Try it:
Take from the data every line in which the word "cancelled" is found.

Saved entries:
○ ○ ○ ○

//! Queue consumer for real-time change events.
//!
//! A single task drains the change-event queue in FIFO order and
//! translates each event into an incremental action against the
//! destination. The configuration is re-read for every event, so root
//! or mode edits apply from the next event onward.

use std::io;

use tokio::fs;
use tokio::sync::mpsc::UnboundedReceiver;
use tokio_util::sync::CancellationToken;

use crate::config::ConfigHandle;
use crate::engine::walker::copy_transformed;
use crate::policy::should_copy;
use crate::reporter::Reporter;
use crate::watch::{ChangeEvent, ChangeKind};

pub struct QueueConsumer {
    rx: UnboundedReceiver<ChangeEvent>,
    config: ConfigHandle,
    reporter: Reporter,
    cancel: CancellationToken,
}

impl QueueConsumer {
    pub fn new(
        rx: UnboundedReceiver<ChangeEvent>,
        config: ConfigHandle,
        reporter: Reporter,
        cancel: CancellationToken,
    ) -> Self {
        Self {
            rx,
            config,
            reporter,
            cancel,
        }
    }

    /// Drain events until cancelled or the queue's senders are gone.
    /// Handling failures are logged; the loop never terminates on them.
    pub async fn run(mut self) {
        loop {
            tokio::select! {
                _ = self.cancel.cancelled() => break,
                event = self.rx.recv() => {
                    let Some(event) = event else { break };
                    if let Err(e) = self.handle(&event).await {
                        self.reporter.error(format!(
                            "realtime {} failed for {}: {e}",
                            event.kind.as_str(),
                            event.path.display()
                        ));
                    }
                }
            }
        }
    }

    async fn handle(&self, event: &ChangeEvent) -> io::Result<()> {
        // Snapshot the configuration at consumption time, not enqueue
        // time.
        let (src_root, dst_root, mode, filter, transform) = {
            let cfg = self.config.read().await;
            if cfg.src.as_os_str().is_empty() || cfg.dst.as_os_str().is_empty() {
                return Ok(());
            }
            (
                cfg.src.clone(),
                cfg.dst.clone(),
                cfg.mode,
                cfg.filter_library().compile(&cfg.active_filter),
                cfg.transform(),
            )
        };

        // Events outside the currently configured source tree are stale.
        let Ok(relative) = event.path.strip_prefix(&src_root) else {
            return Ok(());
        };
        let target = dst_root.join(relative);

        match event.kind {
            ChangeKind::Created | ChangeKind::Modified => {
                let name = event
                    .path
                    .file_name()
                    .map(|n| n.to_string_lossy().into_owned())
                    .unwrap_or_default();
                if !filter.matches(&name) {
                    return Ok(());
                }
                if should_copy(&event.path, &target, mode).await? {
                    copy_transformed(&event.path, &target, transform).await?;
                    self.reporter
                        .info(format!("realtime: updated {}", relative.display()));
                }
            }
            ChangeKind::Deleted => match fs::metadata(&target).await {
                Ok(meta) if meta.is_dir() => {
                    fs::remove_dir_all(&target).await?;
                    self.reporter
                        .info(format!("realtime: removed directory {}", relative.display()));
                }
                Ok(_) => {
                    fs::remove_file(&target).await?;
                    self.reporter
                        .info(format!("realtime: removed {}", relative.display()));
                }
                // Nothing mirrored at the target: not an error.
                Err(_) => {}
            },
        }

        Ok(())
    }
}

○ ○ ○ ○

Expected answer:
    /// Drain events until cancelled or the queue's senders are gone.
                _ = self.cancel.cancelled() => break,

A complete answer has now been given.